Policy action 1: Establish a G20 working group to identify the underlying drivers of workforce productivity and those factors which reduce productivity growth but deliver societal benefits.

Today’s macro measures of workforce productivity highlight the mismatch between the promises of technology and the benefits delivered so far, but contribute little to helping policy makers deliver improvements.

The proliferation of technologies geared towards replacing today’s work is happening at exponential rates – yet measurement of its impact is beset by difficulties. For example, many of the services generated by the hi-tech industries are free to the user so are not recognised in GDP. Societal benefits of increased living standards and reduced costs are not included.[8]

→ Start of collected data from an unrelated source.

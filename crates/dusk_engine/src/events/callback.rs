//! Listener callbacks
//!
//! Three kinds of callback share the [`Callback`] interface. Callbacks are
//! not addressable by handle once registered; removal matches on their
//! [`CallbackKey`] instead.

use std::rc::Weak;

use super::Event;
use crate::script::{ScriptContextId, ScriptHost};

/// Address of a shared object, used to match listeners bound to it
#[derive(Debug, Clone, Copy, PartialEq, Eq, Hash)]
pub struct ObjectKey(usize);

impl ObjectKey {
    /// Key of the object behind `object`
    pub fn of<T: ?Sized>(object: &T) -> Self {
        Self((object as *const T).cast::<()>() as usize)
    }

    /// Key of the object a weak reference points to
    pub fn of_weak<T>(object: &Weak<T>) -> Self {
        Self(object.as_ptr().cast::<()>() as usize)
    }
}

/// Equality key of a callback
#[derive(Debug, Clone, PartialEq, Eq, Hash)]
pub enum CallbackKey {
    /// Free function, by address
    Function(usize),
    /// Method bound to an object
    Method {
        /// Bound object
        object: ObjectKey,
        /// Method address
        method: usize,
    },
    /// Function inside a script context
    Script {
        /// Owning script context
        context: ScriptContextId,
        /// Function name
        function: String,
    },
}

impl CallbackKey {
    /// Key of a free function callback
    pub fn function(function: fn(&Event)) -> Self {
        Self::Function(function as usize)
    }

    /// Key of a method callback bound to `object`
    pub fn method<T: ?Sized>(object: &T, method: fn(&T, &Event)) -> Self {
        Self::Method {
            object: ObjectKey::of(object),
            method: method as usize,
        }
    }

    /// Key of a script callback
    pub fn script(context: ScriptContextId, function: impl Into<String>) -> Self {
        Self::Script {
            context,
            function: function.into(),
        }
    }

    /// Whether this callback is bound to `object`
    pub fn is_bound_to(&self, object: ObjectKey) -> bool {
        matches!(self, Self::Method { object: bound, .. } if *bound == object)
    }

    /// Whether this callback lives in the script context `context`
    pub fn is_in_script(&self, context: ScriptContextId) -> bool {
        matches!(self, Self::Script { context: owner, .. } if *owner == context)
    }
}

/// Listener interface stored in dispatch tables
pub trait Callback {
    /// Handle the event
    fn invoke(&self, event: &Event);

    /// Equality key used for removal
    fn key(&self) -> CallbackKey;
}

/// Free function listener
#[derive(Debug, Clone, Copy)]
pub struct FunctionCallback {
    function: fn(&Event),
}

impl FunctionCallback {
    /// Wrap a free function
    pub fn new(function: fn(&Event)) -> Self {
        Self { function }
    }
}

impl Callback for FunctionCallback {
    fn invoke(&self, event: &Event) {
        (self.function)(event);
    }

    fn key(&self) -> CallbackKey {
        CallbackKey::function(self.function)
    }
}

/// Method bound to a shared object
///
/// Holds the object weakly; once the object is gone the callback is skipped.
pub struct MethodCallback<T> {
    object: Weak<T>,
    method: fn(&T, &Event),
}

impl<T> MethodCallback<T> {
    /// Bind `method` to `object`
    pub fn new(object: Weak<T>, method: fn(&T, &Event)) -> Self {
        Self { object, method }
    }
}

impl<T> Callback for MethodCallback<T> {
    fn invoke(&self, event: &Event) {
        match self.object.upgrade() {
            Some(object) => (self.method)(&object, event),
            None => log::trace!("Skipping {} for a dropped listener object", event.id),
        }
    }

    fn key(&self) -> CallbackKey {
        CallbackKey::Method {
            object: ObjectKey::of_weak(&self.object),
            method: self.method as usize,
        }
    }
}

/// Function inside a script context
pub struct ScriptCallback {
    host: Weak<dyn ScriptHost>,
    context: ScriptContextId,
    function: String,
}

impl ScriptCallback {
    /// Callback invoking `function` through `host`
    pub fn new(host: Weak<dyn ScriptHost>, context: ScriptContextId, function: impl Into<String>) -> Self {
        Self {
            host,
            context,
            function: function.into(),
        }
    }
}

impl Callback for ScriptCallback {
    fn invoke(&self, event: &Event) {
        let Some(host) = self.host.upgrade() else {
            log::trace!("Script context {:?} is gone, skipping '{}'", self.context, self.function);
            return;
        };

        if let Err(e) = host.call_function(&self.function, event) {
            log::error!("Script function '{}' failed on {}: {}", self.function, event.id, e);
        }
    }

    fn key(&self) -> CallbackKey {
        CallbackKey::Script {
            context: self.context,
            function: self.function.clone(),
        }
    }
}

Aggregated and backwards looking measures also mask emerging societal issues such as the displacement of workers by technology. Long-term projections of AI’s impact on jobs frequently include mass unemployment, but potentially more difficult is the occupational polarization of persons moving from mid-skilled jobs into lower-wage work that is harder or less cost-effective to automate with technology.[9]

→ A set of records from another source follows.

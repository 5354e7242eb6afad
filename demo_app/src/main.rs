//! Spinning cubes demo
//!
//! Builds a scene of textured cubes around a camera and drives it for a few
//! hundred frames on the headless backend, then reports what was drawn.
//!
//! Usage: `spinning_cubes [config.toml|config.ron]`

use std::cell::Cell;
use std::rc::Rc;
use std::time::Duration;

use dusk_engine::events::ObjectKey;
use dusk_engine::foundation::logging;
use dusk_engine::foundation::math::{constants, Vec3};
use dusk_engine::prelude::*;
use dusk_engine::render::ResourceKind;
use dusk_engine::scene::ActorLink;
use thiserror::Error;

const CUBE_COUNT: usize = 8;
const FRAMES: u32 = 240;
const RING_RADIUS: f32 = 6.0;

#[derive(Error, Debug)]
enum DemoError {
    #[error(transparent)]
    Engine(#[from] AppError),

    #[error(transparent)]
    Scene(#[from] SceneError),
}

/// Turns its actor around the Y axis every update
struct Spinner {
    link: ActorLink,
    speed: f32,
    angle: Cell<f32>,
}

impl Spinner {
    fn new(speed: f32) -> Rc<Self> {
        Rc::new(Self {
            link: ActorLink::new(),
            speed,
            angle: Cell::new(0.0),
        })
    }

    fn on_update(&self, event: &Event) {
        let (Some(actor), Some(context)) = (self.link.get(), event.update_context()) else {
            return;
        };

        let angle = (self.angle.get() + self.speed * context.delta_time) % constants::TWO_PI;
        self.angle.set(angle);
        actor.set_rotation(Vec3::new(0.0, angle, 0.0));
    }
}

impl Component for Spinner {
    fn kind(&self) -> ComponentKind {
        ComponentKind::Custom("spinner")
    }

    fn actor(&self) -> Option<Rc<Actor>> {
        self.link.get()
    }

    fn attach(self: Rc<Self>, actor: &Rc<Actor>) {
        if self.link.rebind(actor, ObjectKey::of(&*self)) {
            actor
                .dispatcher()
                .add_method(Actor::UPDATE, Rc::downgrade(&self), Self::on_update);
        }
    }

    fn detach(&self) {
        self.link.release(ObjectKey::of(self));
    }

    fn duplicate(&self) -> Option<Rc<dyn Component>> {
        Some(Self::new(self.speed))
    }

    fn into_any(self: Rc<Self>) -> Rc<dyn std::any::Any> {
        self
    }
}

fn load_config() -> EngineConfig {
    let Some(path) = std::env::args().nth(1) else {
        return EngineConfig::default();
    };

    match EngineConfig::load_from_file(&path) {
        Ok(config) => config,
        Err(e) => {
            log::warn!("Using default configuration, '{}' could not be loaded: {}", path, e);
            EngineConfig::default()
        }
    }
}

fn build_scene(app: &Rc<App>) -> Result<Rc<Scene>, DemoError> {
    let scene = Scene::new("cubes", app);
    let meshes = app.mesh_factory();
    let materials = app.material_factory(Rc::new(FileLoader::from_config(&app.config().assets)));
    let program = app.shader("basic");

    let eye = Actor::new("eye");
    eye.set_position(Vec3::new(0.0, 3.0, 12.0));
    let camera = CameraComponent::new(&scene, Camera::new(app.config().window.aspect_ratio()));
    eye.add_component(camera.clone());
    camera.make_current()?;
    scene.add_actor(eye)?;

    let template = Actor::new_template("cube");
    template.add_tag("spinning");
    let crate_material = materials.material(&MaterialDesc {
        diffuse_map: Some("textures/crate.png".to_string()),
        ..MaterialDesc::colored("crate", [0.8, 0.6, 0.4, 1.0])
    });
    template.add_component(MeshComponent::new(
        meshes.cuboid_with_material(1.0, 1.0, 1.0, &crate_material),
        program,
        Rc::clone(app.backend()),
    ));
    template.add_component(Spinner::new(1.5));
    scene.add_actor_template("cube", template)?;

    for i in 0..CUBE_COUNT {
        let cube = scene.instantiate_template("cube", &format!("cube_{}", i))?;
        let angle = constants::TWO_PI * i as f32 / CUBE_COUNT as f32;
        cube.set_position(Vec3::new(angle.cos() * RING_RADIUS, 0.0, angle.sin() * RING_RADIUS));
    }

    let floor = Actor::new("floor");
    floor.set_position(Vec3::new(0.0, -1.0, 0.0));
    floor.add_component(MeshComponent::new(meshes.plane(20.0, 20.0), None, Rc::clone(app.backend())));
    scene.add_actor(floor)?;

    Ok(scene)
}

fn run() -> Result<(), DemoError> {
    let config = load_config();
    logging::init_with_level(config.log.level_filter());

    let headless = HeadlessBackend::new_shared();
    let app = App::new(config, headless.clone());
    let loader = FileLoader::from_config(&app.config().assets);
    app.load_shaders(&loader);

    let scene = build_scene(&app)?;
    app.add_scene(scene)?;
    let start = app
        .config()
        .start_scene
        .clone()
        .unwrap_or_else(|| "cubes".to_string());
    app.set_current_scene(&start)?;

    let step = app
        .config()
        .frame
        .render_interval()
        .map_or(Duration::from_millis(16), Duration::from_secs_f32);
    for _ in 0..FRAMES {
        app.tick(step);
    }

    let (meshes, materials, textures) = app.assets().cached_counts();
    {
        let backend = headless.borrow();
        log::info!(
            "{} frames in {:.2}s: {} draw calls, {} live meshes",
            app.frame_count(),
            app.total_time(),
            backend.draw_count(),
            backend.live_count(ResourceKind::Mesh)
        );
    }
    log::info!("Cached assets: {} meshes, {} materials, {} textures", meshes, materials, textures);

    app.shutdown();
    Ok(())
}

fn main() {
    if let Err(e) = run() {
        log::error!("Demo failed: {}", e);
        std::process::exit(1);
    }
}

Compounding the productivity issue, workers have more to fit into their paid working hours. This unproductive downtime is often driven by regulation and is intended to provide a societal benefit. Take for instance, mandatory training (e.g., training to help bank employees identify money laundering), paid travel time, paid ‘on call’ hours for certain roles, or paid sick or parental leave – all designed to either protect workers or society.[10] Different markets and industries have different norms for unproductive (or not directly productive) but paid hours, adding to the difficulty of comparing productivity growth using today’s measures.

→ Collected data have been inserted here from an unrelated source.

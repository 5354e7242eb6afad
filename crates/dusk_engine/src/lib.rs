//! # Dusk Engine
//!
//! Core of a small real-time 3D engine: an event dispatcher, a scene graph
//! of actors and components, a content-keyed asset cache and the render
//! resources that sit behind an abstract graphics backend.
//!
//! ## Features
//!
//! - **Events**: re-entrancy safe listener tables on the app, every scene and every actor
//! - **Scene graph**: actors with transforms, tags and typed components
//! - **Assets**: identical content loads once, purged when no longer referenced
//! - **Headless rendering**: a recording backend for tools and tests
//!
//! ## Quick Start
//!
//! ```rust,no_run
//! use dusk_engine::prelude::*;
//!
//! let app = App::new(EngineConfig::default(), HeadlessBackend::new_shared());
//! let scene = Scene::new("main", &app);
//! app.add_scene(scene.clone())?;
//!
//! let cube = Actor::new("cube");
//! let mesh = app.mesh_factory().cuboid(1.0, 1.0, 1.0);
//! cube.add_component(MeshComponent::new(mesh, None, app.backend().clone()));
//! scene.add_actor(cube)?;
//!
//! app.set_current_scene("main")?;
//! app.run_frames(3);
//! # Ok::<(), AppError>(())
//! ```

#![warn(missing_docs)]
#![warn(clippy::all, clippy::pedantic, clippy::nursery)]
#![allow(clippy::module_name_repetitions, clippy::similar_names, clippy::too_many_arguments)]

pub mod app;
pub mod assets;
pub mod config;
pub mod events;
pub mod foundation;
pub mod render;
pub mod scene;
pub mod script;

pub use app::{App, AppError};

/// Common imports for engine users
pub mod prelude {
    pub use crate::{
        app::{App, AppError},
        assets::{AssetError, AssetId, Assets, FileLoader, ImageData, ResourceLoader},
        config::{Config, EngineConfig},
        events::{
            Callback, CallbackKey, Dispatcher, Event, EventData, EventDispatcher, EventId, EventTarget,
            UpdateContext,
        },
        foundation::{
            math::{Mat4, Mat4Ext, Vec3},
            time::Timer,
        },
        render::{
            GraphicsBackend, HeadlessBackend, Material, MaterialDesc, MaterialFactory, Mesh, MeshData,
            MeshFactory, ShaderProgram, SharedBackend, Texture,
        },
        scene::{
            Actor, Camera, CameraComponent, Component, ComponentKind, MeshComponent, Scene, SceneError,
            ScriptComponent,
        },
        script::{ScriptContextId, ScriptError, ScriptHost},
    };
}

Research has also shown the importance of linking measures of wellbeing with productivity growth.[11] While traditional measures may not incorporate wellbeing, some countries are starting to recognise the need to expand measurements.[12]

Policy action 1:

The G20 should establish a working group (across the T20, B20 and L20) to identify drivers and trends in workforce productivity at an industry, national and subnational level. Bringing together policy makers with economists, technologists, labour unions and businesses across the G20, this working group should:

● make recommendations for corporate level public reporting on productivity and controllable factors that drive it within an organisation, especially how significant investments in machines/technology, automation and AI will contribute in a way that is consistent with an organisation’s societal purpose.

● develop a globally consistent framework to measure controllable factors that drive productivity, including: technology investment and adoption; skills availability; workforce mobility and adaptability; workforce motivation and management practices; and infrastructure alignment. This should form the basis for consistent national and subnational measurement and reporting to inform policy decisions.

● highlight factors which may drive down productivity yet deliver significant societal benefits.

● use systems thinking approach to help determine how individual factors interplay and identify potential unintended consequences for industries, countries, regions and cities.[13][14]

 

Policy action 2: The G20 should build increased awareness of the societal benefits and challenges from advanced technology adoption.

Whereas most of the current technological breakthroughs mainly affected B2C (user applications, internet trading, social media), the next wave of digitisation affects B2B and will focus on productivity gains. This digitisation will drive massive labour market transformation across the globe through advanced technologies including AI and robotics to replace and augment work currently done by humans (Exhibit 1).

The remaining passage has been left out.